In all seriousness, this blog has turned into my only means of therapy ever since Ethan passed away.

Talking to a stranger psychologist never did a damn thing to help me grieve. So, instead of paying a copay to see a shrink, I chose to turn to a "long time friend" for help -- my diary. Since Ethan's death, I've written entries about my grieving process in addition to stuff about our day-to-day life, medical madness, randomness, and for the first time very recently -- to be mentally naked. I write about the serious things because I desperately need to get them off my chest. And when I share for all the world to see, I hope and pray that the intimate corners of my heart won't be ripped to shreds.

My blogs used to be nothing but pointless banter, but that part of me -- the carefree part -- disappeared after Ethan passed.

If I'm hurting, you'll see it on here. But...you'll never see me express myself in public. It makes me too vulnerable. Too frail. And the thought of people consoling me hurts my heart. When Ethan was still sick in the hospital, I was only capable of being strong if those around me were strong for me. John and I both lost our minds when the doctor told us that Ethan wasn't going to survive, but I was the one that had to tell everyone.

I will never forget the audible gasp that everyone made.

I had to stop everyone from crying or I would have NEVER been able to finish the awful news that was coming out from my mouth. I was the stronger one at the time because I can be strong when people need me to be strong. I was tough for that moment, but I would lose my fucking mind when I was alone. When I wrote....When I smelled his clothes...As I sobbed in John's arms...Whenever I remembered the life he was never meant to live past one week...

It is so very hard to pretend to be strong.

I am not strong. I am not immune to heartbreak. I am human. And my feelings are real. People often forget these things. I choose to share my ugliness on this blog because my life isn't "roses and sunshine" all the time. And I really believe that I would lose my fucking mind if I didn't have the freedom to write about it.

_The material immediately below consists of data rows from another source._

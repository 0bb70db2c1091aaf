//! Response envelopes and failure classification.
//!
//! The Movies API answers with one of these JSON shapes:
//!
//! - `{ "status": 200, "data": ... }` on success;
//! - `{ "status": 200, "message": "..." }` when confirming a deletion;
//! - `{ "error": "..." }` or `{ "status": 404, "error": "..." }` on failure;
//! - `{ "status": 404, "message": "..." }` for some not-found responses.
//!
//! Every shape is folded into [`ApiResponse`], so callers match on two
//! variants instead of probing for fields.

use reqwest::StatusCode;
use movies_core::Movie;
use serde::de::DeserializeOwned;
use serde::{Deserialize, Serialize, Serializer};
use serde_json::Value;

/// Outcome of one call against the Movies API.
///
/// Serializes back to the server's own shapes: `{status, data}`,
/// `{status, message}` for a delete, or `{status, error}`.
#[derive(Debug, Clone, PartialEq, Serialize)]
#[serde(untagged, bound(serialize = "T: Payload"))]
pub enum ApiResponse<T> {
    Success(Success<T>),
    Failure(ApiError),
}

#[derive(Debug, Clone, PartialEq, Deserialize)]
pub struct Success<T> {
    pub status: u16,
    pub data: T,
}

/// A success payload and where it sits in the envelope.
pub trait Payload: Serialize {
    /// `true` merges the payload's fields next to `status` instead of
    /// nesting them under `data`.
    const FLATTEN: bool = false;
}

impl Payload for Movie {}

impl<T: Payload> Payload for Vec<T> {}

impl Payload for DeleteConfirmation {
    const FLATTEN: bool = true;
}

#[derive(Serialize)]
struct Nested<'a, T> {
    status: u16,
    data: &'a T,
}

#[derive(Serialize)]
struct Flat<'a, T> {
    status: u16,
    #[serde(flatten)]
    data: &'a T,
}

impl<T: Payload> Serialize for Success<T> {
    fn serialize<S: Serializer>(&self, serializer: S) -> Result<S::Ok, S::Error> {
        let (status, data) = (self.status, &self.data);
        if T::FLATTEN {
            Flat { status, data }.serialize(serializer)
        } else {
            Nested { status, data }.serialize(serializer)
        }
    }
}

/// Failure reported by the server (or a response that could not be understood).
#[derive(Debug, Clone, PartialEq, Eq, Serialize, Deserialize, thiserror::Error)]
#[error("{status}: {error}")]
pub struct ApiError {
    pub status: u16,
    pub error: String,
}

/// Confirmation returned by a successful delete.
#[derive(Debug, Clone, PartialEq, Eq, Serialize, Deserialize)]
pub struct DeleteConfirmation {
    pub message: String,
}

impl<T> ApiResponse<T> {
    pub fn is_success(&self) -> bool {
        matches!(self, Self::Success(_))
    }

    pub fn status(&self) -> u16 {
        match self {
            Self::Success(s) => s.status,
            Self::Failure(e) => e.status,
        }
    }

    pub fn data(&self) -> Option<&T> {
        match self {
            Self::Success(s) => Some(&s.data),
            Self::Failure(_) => None,
        }
    }

    pub fn error(&self) -> Option<&ApiError> {
        match self {
            Self::Success(_) => None,
            Self::Failure(e) => Some(e),
        }
    }

    pub fn into_result(self) -> Result<Success<T>, ApiError> {
        match self {
            Self::Success(s) => Ok(s),
            Self::Failure(e) => Err(e),
        }
    }

    pub fn map<U>(self, f: impl FnOnce(T) -> U) -> ApiResponse<U> {
        match self {
            Self::Success(s) => ApiResponse::Success(Success {
                status: s.status,
                data: f(s.data),
            }),
            Self::Failure(e) => ApiResponse::Failure(e),
        }
    }
}

#[derive(Debug, Default, Deserialize)]
struct WireBody {
    #[serde(default)]
    data: Option<Value>,
    #[serde(default)]
    message: Option<Value>,
    #[serde(default)]
    error: Option<Value>,
}

/// Decode a `{status, data}` body into `T`.
pub fn decode_data<T: DeserializeOwned>(status: StatusCode, body: &[u8]) -> ApiResponse<T> {
    decode_with(status, body, |wire| {
        let data = wire
            .data
            .ok_or_else(|| "response body has no `data` field".to_string())?;
        serde_json::from_value(data).map_err(|e| format!("unexpected `data` shape: {e}"))
    })
}

/// Decode a `{status, message}` deletion confirmation.
pub fn decode_confirmation(status: StatusCode, body: &[u8]) -> ApiResponse<DeleteConfirmation> {
    decode_with(status, body, |wire| match wire.message {
        Some(Value::String(message)) => Ok(DeleteConfirmation { message }),
        Some(other) => Err(format!("unexpected `message` shape: {other}")),
        None => Err("response body has no `message` field".to_string()),
    })
}

fn decode_with<T>(
    status: StatusCode,
    body: &[u8],
    extract: impl FnOnce(WireBody) -> Result<T, String>,
) -> ApiResponse<T> {
    let code = status.as_u16();

    let value: Value = match serde_json::from_slice(body) {
        Ok(v) => v,
        Err(e) => {
            let error = if status.is_success() {
                format!("invalid response body: {e}")
            } else {
                non_json_message(status, body)
            };
            return ApiResponse::Failure(ApiError { status: code, error });
        }
    };

    let wire: WireBody = serde_json::from_value(value.clone()).unwrap_or_default();

    if let Some(error) = wire.error.as_ref().filter(|v| !v.is_null()) {
        return ApiResponse::Failure(ApiError {
            status: code,
            error: text_of(error),
        });
    }

    if !status.is_success() {
        let error = match wire.message.as_ref().filter(|v| !v.is_null()) {
            Some(message) => text_of(message),
            None if value.is_object() => reason(status),
            None => text_of(&value),
        };
        return ApiResponse::Failure(ApiError { status: code, error });
    }

    match extract(wire) {
        Ok(data) => ApiResponse::Success(Success { status: code, data }),
        Err(error) => ApiResponse::Failure(ApiError { status: code, error }),
    }
}

fn text_of(value: &Value) -> String {
    match value {
        Value::String(s) => s.clone(),
        other => other.to_string(),
    }
}

fn non_json_message(status: StatusCode, body: &[u8]) -> String {
    let text = String::from_utf8_lossy(body);
    let text = text.trim();
    if text.is_empty() {
        reason(status)
    } else {
        text.to_string()
    }
}

fn reason(status: StatusCode) -> String {
    status
        .canonical_reason()
        .map(str::to_string)
        .unwrap_or_else(|| format!("HTTP {}", status.as_u16()))
}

This is the sole purpose of my blog -- to heal my hurts.

I do not write to depress, anger, or confuse. If I write things that cause bewilderment, please do feel free to comment (anonymously even) and I will clarify or explain. Unfortunately, writing is my only means to heal my wounds. Internal bleeding isn't fun for an "emotional hemophiliac" like me.

Read on, but read with caution.

This is me in all of my ugly ass glory. But it is me. I have always been me and I will continue to be me. Even the pointless banter was me. As much as I wish I could be her again (fun, naive Tiffany the Blog Entertainer), she's gone for good. It has been years since I've written anything remotely close to "Clear Heels". (Some of you old school readers know what I'm talking about.) I just don't have that in me anymore. At least not right now and most certainly NOT the eve of Ethan's death anniversary.

I miss Ethan just as much as I miss the old me.

Life is so much easier when things are indeed "roses and sunshine" all the time. I miss not knowing sh*t about the realities of life.